Task to carry out =>
Every line containing the string "label" should be returned from the records.

··· Dataset excerpts ···

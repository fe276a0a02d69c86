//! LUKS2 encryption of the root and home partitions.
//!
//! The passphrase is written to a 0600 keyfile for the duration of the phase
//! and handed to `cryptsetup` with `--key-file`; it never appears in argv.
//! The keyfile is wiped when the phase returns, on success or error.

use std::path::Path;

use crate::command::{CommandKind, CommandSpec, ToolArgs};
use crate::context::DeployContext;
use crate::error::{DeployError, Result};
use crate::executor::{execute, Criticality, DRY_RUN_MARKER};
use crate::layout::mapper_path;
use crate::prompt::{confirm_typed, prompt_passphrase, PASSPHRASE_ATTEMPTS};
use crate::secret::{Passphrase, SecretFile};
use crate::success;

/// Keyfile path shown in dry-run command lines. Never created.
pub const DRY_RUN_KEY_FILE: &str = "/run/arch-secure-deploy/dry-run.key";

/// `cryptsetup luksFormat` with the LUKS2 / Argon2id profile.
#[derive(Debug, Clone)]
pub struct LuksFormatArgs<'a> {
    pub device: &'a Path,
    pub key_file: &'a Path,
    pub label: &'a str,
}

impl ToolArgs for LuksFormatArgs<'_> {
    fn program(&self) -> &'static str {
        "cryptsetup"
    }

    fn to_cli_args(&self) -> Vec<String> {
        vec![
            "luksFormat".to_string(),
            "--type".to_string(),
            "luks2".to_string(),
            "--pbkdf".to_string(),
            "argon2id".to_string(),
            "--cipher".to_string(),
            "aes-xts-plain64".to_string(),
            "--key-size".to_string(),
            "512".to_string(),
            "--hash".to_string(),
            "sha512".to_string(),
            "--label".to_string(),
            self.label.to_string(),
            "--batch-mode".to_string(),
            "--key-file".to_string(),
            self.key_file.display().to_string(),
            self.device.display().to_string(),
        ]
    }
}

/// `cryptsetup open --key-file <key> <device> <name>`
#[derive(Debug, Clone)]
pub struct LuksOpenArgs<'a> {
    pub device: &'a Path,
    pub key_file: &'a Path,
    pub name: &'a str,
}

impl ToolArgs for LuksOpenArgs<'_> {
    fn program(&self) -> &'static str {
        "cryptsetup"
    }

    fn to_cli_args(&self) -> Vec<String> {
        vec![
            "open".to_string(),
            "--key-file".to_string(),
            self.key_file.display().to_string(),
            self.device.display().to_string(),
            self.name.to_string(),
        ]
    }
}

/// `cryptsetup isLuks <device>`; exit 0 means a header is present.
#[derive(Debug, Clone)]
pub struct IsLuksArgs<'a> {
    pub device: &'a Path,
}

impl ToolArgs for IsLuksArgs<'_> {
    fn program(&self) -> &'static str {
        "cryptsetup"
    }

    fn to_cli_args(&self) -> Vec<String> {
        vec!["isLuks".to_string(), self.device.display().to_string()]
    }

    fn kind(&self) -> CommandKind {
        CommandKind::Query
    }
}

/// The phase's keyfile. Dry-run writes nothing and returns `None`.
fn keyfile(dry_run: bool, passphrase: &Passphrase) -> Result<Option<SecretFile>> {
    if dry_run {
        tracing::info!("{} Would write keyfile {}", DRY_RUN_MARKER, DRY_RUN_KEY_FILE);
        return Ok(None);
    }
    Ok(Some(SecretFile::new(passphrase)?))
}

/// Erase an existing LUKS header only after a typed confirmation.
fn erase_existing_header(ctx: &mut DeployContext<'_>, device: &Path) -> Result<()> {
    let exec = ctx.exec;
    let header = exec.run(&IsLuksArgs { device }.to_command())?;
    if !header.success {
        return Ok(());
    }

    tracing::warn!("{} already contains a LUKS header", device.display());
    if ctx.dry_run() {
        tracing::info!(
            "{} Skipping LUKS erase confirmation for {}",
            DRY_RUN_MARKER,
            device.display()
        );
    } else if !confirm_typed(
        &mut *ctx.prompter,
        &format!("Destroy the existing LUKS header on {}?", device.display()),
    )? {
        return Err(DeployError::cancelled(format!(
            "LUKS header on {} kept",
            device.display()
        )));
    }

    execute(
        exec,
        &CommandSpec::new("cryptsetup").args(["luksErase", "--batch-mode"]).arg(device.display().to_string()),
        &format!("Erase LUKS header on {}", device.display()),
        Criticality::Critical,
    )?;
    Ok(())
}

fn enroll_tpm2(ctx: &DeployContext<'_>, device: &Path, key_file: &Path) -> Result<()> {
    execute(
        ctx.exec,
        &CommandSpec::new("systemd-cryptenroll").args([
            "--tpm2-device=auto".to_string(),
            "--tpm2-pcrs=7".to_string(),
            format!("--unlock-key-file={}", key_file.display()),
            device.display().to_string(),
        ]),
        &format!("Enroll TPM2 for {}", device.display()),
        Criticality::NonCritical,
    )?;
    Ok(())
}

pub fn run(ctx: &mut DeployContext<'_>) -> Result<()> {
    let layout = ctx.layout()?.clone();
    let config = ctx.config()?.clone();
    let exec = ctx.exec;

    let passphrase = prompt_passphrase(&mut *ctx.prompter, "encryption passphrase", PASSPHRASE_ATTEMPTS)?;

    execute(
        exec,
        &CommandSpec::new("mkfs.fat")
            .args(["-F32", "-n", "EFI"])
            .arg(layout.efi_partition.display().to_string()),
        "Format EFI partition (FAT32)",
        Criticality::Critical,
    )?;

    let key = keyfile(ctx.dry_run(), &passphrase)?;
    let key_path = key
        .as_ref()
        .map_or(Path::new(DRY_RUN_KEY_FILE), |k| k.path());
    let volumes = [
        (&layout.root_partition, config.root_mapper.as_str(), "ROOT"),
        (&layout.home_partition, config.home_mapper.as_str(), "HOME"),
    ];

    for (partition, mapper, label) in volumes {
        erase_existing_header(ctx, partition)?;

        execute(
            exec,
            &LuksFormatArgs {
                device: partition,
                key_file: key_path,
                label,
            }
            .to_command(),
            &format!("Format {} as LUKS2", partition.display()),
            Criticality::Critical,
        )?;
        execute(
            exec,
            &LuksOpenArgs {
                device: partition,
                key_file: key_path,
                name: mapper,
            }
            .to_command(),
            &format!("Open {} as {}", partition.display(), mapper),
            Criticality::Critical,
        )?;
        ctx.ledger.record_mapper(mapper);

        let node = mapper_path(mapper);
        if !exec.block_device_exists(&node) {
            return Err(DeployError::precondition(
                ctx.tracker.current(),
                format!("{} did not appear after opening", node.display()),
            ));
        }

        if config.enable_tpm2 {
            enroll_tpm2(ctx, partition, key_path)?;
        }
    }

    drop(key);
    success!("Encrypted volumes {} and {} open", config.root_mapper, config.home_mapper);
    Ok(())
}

···

Solution below =>
    pub label: &'a str,
            "--label".to_string(),
            self.label.to_string(),
    for (partition, mapper, label) in volumes {
                label,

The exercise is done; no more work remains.